What happened

It's fair to say that Blue Apron Holdings (APRN) hasn't been a popular stock for most of its five years on the market. This week has been a different story, though -- S&P Global Market Intelligence data reveals that the meal kit purveyor's share price has bubbled nearly 24% higher week to date as of late Thursday. A quarter that broadly met analyst expectations and a fresh, bullish take from an analyst were the key ingredients in that rise.

So what

Blue Apron has a history of posting notably deeper-than-expected misses, particularly on the bottom line. In light of that, the company's latest set of quarterly figures (released at the start of the week) were rather encouraging.

For the period, Blue Apron managed to eke out some marginal growth in revenue, to slightly over $124.2 million from second-quarter 2021's $124.0 million. Heading a bit in the opposite direction was the average revenue per customer metric; this fell, not drastically, to $328 from the year-ago $330.

A harder stumble came on the bottom line, where the habitually loss-making company booked a loss of more than $23 million ($0.68 per share) against the previous second quarter's shortfall of nearly $19 million.

Now what

Technically, those headline figures represented misses for Blue Apron, but the whiffs were slight for the typically wide swinger. On average, analysts tracking the specialty food stock were modeling just under $124.9 million for revenue and a per-share net loss of $0.64.

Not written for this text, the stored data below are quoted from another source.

//! Stopwatch screen.

use super::ui;
use super::{Flow, TerminalGuard};
use crate::settings::Settings;
use anyhow::Result;
use crossterm::event::{self, Event, KeyCode, KeyEventKind};
use strictly_stopwatch::{Clock, StopwatchController, SystemClock, Tick, TickerError};
use tokio::sync::mpsc::UnboundedReceiver;
use tracing::{debug, info, instrument};

/// Stopwatch screen state.
#[derive(Debug)]
pub struct StopwatchApp<C> {
    controller: StopwatchController<C>,
    ticks: UnboundedReceiver<Tick>,
    display: String,
}

impl<C: Clock> StopwatchApp<C> {
    /// Creates a stopped stopwatch screen.
    pub fn new(clock: C, settings: &Settings) -> Self {
        let (controller, ticks) = StopwatchController::new(clock, settings.tick_period());
        let display = controller.display();
        Self {
            controller,
            ticks,
            display,
        }
    }

    /// The `MM:SS:CC` text currently published.
    pub fn display(&self) -> &str {
        &self.display
    }

    /// Whether the stopwatch is running.
    pub fn is_running(&self) -> bool {
        self.controller.is_running()
    }

    /// Tick period in milliseconds, shown in the help line.
    pub fn tick_ms(&self) -> u128 {
        self.controller.period().as_millis()
    }

    /// Handles every tick queued since the last call and republishes.
    pub fn drain_ticks(&mut self) {
        let mut handled = 0u32;
        while let Ok(tick) = self.ticks.try_recv() {
            self.controller.on_tick(tick);
            handled += 1;
        }
        if handled > 0 {
            self.publish();
        }
    }

    /// Handles one key press.
    #[instrument(skip(self))]
    pub fn handle_key(&mut self, key: KeyCode) -> Result<Flow, TickerError> {
        match key {
            KeyCode::Char('q') | KeyCode::Esc => return Ok(Flow::Quit),
            KeyCode::Char('s') => self.controller.start()?,
            KeyCode::Char('p') => self.controller.pause(),
            KeyCode::Char(' ') => {
                if self.controller.is_running() {
                    self.controller.pause();
                } else {
                    self.controller.start()?;
                }
            }
            KeyCode::Char('r') => self.controller.reset(),
            _ => debug!("Unmapped key"),
        }
        self.publish();
        Ok(Flow::Continue)
    }

    fn publish(&mut self) {
        self.display = self.controller.display();
    }
}

/// Runs the stopwatch screen until the user quits.
///
/// Must be called inside a tokio runtime; the tick task runs on it.
pub async fn run_stopwatch(settings: &Settings) -> Result<()> {
    info!(tick_interval_ms = settings.tick_interval_ms(), "Starting stopwatch");
    let mut guard = TerminalGuard::enter()?;
    let mut app = StopwatchApp::new(SystemClock::new(), settings);

    loop {
        app.drain_ticks();
        guard.terminal.draw(|f| ui::draw_stopwatch(f, &app))?;

        if event::poll(settings.tick_period())? {
            if let Event::Key(key) = event::read()? {
                if key.kind == KeyEventKind::Press && app.handle_key(key.code)? == Flow::Quit {
                    info!("User quit");
                    // Dropping the app cancels any running tick task.
                    return Ok(());
                }
            }
        }
    }
}

#[cfg(test)]
mod tests {
    use super::*;
    use strictly_stopwatch::ManualClock;

    #[tokio::test(start_paused = true)]
    async fn test_keys_drive_stopwatch() {
        let clock = ManualClock::new();
        let mut app = StopwatchApp::new(clock.clone(), &Settings::default());
        assert_eq!(app.display(), "00:00:00");

        app.handle_key(KeyCode::Char('s')).unwrap();
        assert!(app.is_running());

        clock.advance(1_230);
        tokio::time::sleep(std::time::Duration::from_millis(15)).await;
        app.drain_ticks();
        assert_eq!(app.display(), "00:01:23");

        app.handle_key(KeyCode::Char('p')).unwrap();
        clock.advance(5_000);
        tokio::time::sleep(std::time::Duration::from_millis(50)).await;
        app.drain_ticks();
        assert_eq!(app.display(), "00:01:23");

        app.handle_key(KeyCode::Char('r')).unwrap();
        assert_eq!(app.display(), "00:00:00");
        assert!(!app.is_running());
    }

    #[tokio::test(start_paused = true)]
    async fn test_space_toggles() {
        let mut app = StopwatchApp::new(ManualClock::new(), &Settings::default());
        app.handle_key(KeyCode::Char(' ')).unwrap();
        assert!(app.is_running());
        app.handle_key(KeyCode::Char(' ')).unwrap();
        assert!(!app.is_running());
        assert_eq!(app.handle_key(KeyCode::Char('q')).unwrap(), Flow::Quit);
    }
}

Following that earnings release, analyst Ryan Myers of Lake Street Capital Markets initiated coverage on Blue Apron stock. He unhesitatingly calls it a buy with a price target of $9 per share. That's more than double its current level.

In a research note, the prognosticator singled out the efforts of current CEO Linda Findley. In Myers' view, upon her 2019 ascension, Findley sharpened the company's marketing push and successfully expanded its menu, among other adjustments. These led to notable growth in average revenue per customer, which despite the recent year-over-year decline is trending well above pre-pandemic levels.